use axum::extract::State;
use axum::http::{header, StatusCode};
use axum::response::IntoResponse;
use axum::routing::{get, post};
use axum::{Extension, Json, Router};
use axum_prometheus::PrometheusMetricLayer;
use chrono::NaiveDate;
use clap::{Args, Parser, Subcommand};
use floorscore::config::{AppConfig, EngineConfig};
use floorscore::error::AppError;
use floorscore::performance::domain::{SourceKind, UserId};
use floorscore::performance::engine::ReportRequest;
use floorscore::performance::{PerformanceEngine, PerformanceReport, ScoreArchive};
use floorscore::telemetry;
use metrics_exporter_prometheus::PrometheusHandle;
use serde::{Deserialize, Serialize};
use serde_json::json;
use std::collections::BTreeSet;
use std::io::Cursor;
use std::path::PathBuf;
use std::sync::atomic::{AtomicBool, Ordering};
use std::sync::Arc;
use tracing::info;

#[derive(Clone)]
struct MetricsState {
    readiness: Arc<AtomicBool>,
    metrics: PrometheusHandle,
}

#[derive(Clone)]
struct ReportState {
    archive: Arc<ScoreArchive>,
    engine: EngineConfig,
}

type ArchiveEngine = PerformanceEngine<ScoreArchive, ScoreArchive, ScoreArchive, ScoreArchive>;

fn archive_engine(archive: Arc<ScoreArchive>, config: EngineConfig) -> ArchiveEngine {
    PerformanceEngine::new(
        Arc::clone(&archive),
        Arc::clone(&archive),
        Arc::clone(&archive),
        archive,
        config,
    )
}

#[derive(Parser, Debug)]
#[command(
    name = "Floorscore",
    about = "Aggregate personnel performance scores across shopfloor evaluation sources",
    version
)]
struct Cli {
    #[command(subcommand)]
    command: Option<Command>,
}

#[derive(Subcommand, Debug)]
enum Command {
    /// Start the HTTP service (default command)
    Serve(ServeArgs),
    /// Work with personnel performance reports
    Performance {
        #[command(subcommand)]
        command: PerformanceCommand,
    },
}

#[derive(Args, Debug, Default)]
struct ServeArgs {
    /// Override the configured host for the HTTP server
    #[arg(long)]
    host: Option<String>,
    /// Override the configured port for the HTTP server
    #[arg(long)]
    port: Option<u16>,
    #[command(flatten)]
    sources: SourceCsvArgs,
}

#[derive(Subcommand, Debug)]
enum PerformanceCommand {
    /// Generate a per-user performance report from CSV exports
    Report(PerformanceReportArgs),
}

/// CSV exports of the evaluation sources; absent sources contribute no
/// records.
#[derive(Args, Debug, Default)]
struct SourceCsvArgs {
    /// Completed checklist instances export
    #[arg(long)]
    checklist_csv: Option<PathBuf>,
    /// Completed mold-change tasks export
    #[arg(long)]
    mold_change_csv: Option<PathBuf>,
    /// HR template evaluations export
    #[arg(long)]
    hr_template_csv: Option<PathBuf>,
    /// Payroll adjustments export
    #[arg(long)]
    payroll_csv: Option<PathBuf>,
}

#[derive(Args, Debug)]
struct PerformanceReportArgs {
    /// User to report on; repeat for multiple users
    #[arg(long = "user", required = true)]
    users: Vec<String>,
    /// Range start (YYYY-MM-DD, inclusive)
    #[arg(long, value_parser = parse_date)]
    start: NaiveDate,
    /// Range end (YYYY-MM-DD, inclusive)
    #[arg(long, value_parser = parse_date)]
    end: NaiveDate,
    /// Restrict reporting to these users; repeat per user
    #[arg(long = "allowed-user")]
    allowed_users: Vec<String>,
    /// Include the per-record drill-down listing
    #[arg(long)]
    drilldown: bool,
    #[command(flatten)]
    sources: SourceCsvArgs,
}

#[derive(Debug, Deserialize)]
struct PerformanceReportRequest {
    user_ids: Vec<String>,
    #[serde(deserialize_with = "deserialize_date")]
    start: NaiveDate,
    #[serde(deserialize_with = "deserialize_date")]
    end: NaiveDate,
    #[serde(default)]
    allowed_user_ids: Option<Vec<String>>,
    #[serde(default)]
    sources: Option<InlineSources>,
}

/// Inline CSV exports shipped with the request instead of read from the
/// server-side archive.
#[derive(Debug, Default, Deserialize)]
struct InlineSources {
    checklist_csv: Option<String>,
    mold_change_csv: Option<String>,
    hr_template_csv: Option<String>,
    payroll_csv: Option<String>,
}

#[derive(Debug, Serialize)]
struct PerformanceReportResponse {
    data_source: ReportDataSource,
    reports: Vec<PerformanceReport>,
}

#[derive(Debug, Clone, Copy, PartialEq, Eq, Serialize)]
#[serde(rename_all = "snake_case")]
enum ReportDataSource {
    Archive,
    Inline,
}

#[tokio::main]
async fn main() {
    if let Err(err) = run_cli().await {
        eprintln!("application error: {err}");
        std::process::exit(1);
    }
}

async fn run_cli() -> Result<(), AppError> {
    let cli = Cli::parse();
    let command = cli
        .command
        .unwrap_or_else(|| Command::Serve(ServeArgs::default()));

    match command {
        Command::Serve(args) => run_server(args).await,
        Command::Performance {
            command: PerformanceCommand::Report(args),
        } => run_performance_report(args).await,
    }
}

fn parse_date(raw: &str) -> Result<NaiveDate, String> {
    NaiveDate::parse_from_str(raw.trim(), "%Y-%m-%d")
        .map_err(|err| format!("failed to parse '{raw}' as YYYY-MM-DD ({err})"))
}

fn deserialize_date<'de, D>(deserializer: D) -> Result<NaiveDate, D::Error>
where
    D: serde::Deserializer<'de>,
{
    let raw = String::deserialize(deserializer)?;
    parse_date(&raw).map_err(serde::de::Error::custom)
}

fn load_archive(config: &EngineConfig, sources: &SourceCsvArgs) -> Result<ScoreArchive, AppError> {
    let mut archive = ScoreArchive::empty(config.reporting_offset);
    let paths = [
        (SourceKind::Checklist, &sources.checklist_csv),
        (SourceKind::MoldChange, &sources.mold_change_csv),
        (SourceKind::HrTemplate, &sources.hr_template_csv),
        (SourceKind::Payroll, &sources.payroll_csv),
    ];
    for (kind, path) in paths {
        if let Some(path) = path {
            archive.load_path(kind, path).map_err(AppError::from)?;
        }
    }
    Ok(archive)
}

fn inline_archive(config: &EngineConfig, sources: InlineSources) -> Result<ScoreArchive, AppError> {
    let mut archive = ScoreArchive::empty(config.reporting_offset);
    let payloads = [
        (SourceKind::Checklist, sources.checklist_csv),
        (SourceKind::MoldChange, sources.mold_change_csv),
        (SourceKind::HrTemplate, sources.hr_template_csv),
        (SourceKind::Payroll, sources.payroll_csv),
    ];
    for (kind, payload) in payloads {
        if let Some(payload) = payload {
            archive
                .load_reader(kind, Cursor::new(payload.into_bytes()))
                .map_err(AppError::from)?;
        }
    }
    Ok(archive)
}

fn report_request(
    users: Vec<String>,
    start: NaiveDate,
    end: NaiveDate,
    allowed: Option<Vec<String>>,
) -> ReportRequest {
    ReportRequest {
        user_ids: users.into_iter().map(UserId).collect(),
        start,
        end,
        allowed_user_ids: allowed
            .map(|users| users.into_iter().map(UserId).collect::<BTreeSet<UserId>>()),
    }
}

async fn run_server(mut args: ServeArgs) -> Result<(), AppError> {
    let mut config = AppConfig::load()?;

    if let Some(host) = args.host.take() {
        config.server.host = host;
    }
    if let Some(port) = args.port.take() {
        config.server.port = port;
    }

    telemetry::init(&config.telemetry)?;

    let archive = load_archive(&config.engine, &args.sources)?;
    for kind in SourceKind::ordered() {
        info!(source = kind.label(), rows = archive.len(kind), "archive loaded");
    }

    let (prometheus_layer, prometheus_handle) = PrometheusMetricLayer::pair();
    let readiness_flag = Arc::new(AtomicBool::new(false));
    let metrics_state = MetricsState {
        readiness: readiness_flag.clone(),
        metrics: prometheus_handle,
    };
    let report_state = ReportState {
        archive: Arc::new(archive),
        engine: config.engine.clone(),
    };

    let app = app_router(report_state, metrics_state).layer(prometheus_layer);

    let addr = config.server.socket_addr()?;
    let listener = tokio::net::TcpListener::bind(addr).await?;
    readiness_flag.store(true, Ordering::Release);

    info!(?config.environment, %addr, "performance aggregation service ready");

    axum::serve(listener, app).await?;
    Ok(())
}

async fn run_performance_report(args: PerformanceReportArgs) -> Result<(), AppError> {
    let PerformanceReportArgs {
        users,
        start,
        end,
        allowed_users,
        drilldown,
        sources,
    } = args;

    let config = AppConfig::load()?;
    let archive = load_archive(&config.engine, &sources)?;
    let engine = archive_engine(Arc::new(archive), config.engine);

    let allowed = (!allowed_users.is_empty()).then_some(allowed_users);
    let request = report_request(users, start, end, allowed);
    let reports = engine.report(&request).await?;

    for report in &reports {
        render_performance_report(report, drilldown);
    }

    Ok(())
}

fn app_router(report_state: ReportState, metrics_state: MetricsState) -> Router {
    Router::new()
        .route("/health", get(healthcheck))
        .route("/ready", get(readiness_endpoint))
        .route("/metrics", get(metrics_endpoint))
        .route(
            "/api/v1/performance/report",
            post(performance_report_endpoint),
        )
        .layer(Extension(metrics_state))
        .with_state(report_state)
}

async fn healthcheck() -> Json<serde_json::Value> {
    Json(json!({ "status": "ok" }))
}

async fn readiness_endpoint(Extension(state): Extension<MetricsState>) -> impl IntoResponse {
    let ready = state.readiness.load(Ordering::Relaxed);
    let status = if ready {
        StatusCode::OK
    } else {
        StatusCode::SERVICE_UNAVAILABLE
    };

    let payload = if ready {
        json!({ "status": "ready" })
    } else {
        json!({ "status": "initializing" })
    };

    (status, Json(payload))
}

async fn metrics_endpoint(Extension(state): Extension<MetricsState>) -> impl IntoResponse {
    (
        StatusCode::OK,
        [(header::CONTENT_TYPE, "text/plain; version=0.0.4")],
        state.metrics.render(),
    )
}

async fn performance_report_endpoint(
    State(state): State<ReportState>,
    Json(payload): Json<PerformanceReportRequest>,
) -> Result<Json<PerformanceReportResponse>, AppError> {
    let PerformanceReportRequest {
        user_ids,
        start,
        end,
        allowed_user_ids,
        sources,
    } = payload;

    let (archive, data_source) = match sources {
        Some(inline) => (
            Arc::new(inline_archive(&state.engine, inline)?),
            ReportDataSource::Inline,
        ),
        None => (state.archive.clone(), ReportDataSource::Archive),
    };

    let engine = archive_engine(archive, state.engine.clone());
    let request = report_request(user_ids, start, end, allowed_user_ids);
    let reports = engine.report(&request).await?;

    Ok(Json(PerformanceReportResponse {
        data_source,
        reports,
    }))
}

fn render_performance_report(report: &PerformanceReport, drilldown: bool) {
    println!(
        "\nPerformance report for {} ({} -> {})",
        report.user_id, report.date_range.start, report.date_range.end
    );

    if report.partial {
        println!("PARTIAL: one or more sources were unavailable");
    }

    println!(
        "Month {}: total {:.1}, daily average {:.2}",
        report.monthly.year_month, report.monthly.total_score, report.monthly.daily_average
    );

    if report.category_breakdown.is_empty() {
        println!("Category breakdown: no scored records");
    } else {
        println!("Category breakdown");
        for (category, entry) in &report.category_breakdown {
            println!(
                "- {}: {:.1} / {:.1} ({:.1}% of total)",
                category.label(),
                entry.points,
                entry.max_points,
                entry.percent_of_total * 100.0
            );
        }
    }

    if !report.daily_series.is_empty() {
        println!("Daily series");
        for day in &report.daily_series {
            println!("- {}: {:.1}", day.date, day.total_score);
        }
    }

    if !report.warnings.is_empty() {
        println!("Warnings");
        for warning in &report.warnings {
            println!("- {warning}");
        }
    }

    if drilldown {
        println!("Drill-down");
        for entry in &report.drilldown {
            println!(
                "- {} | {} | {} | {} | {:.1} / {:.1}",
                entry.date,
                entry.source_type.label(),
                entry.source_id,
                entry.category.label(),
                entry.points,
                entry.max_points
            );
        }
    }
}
——————
» What you will do:
Provide the number of lines holding the word "HrTemplate" within the material, without any other text.

» Answer to this exercise:
2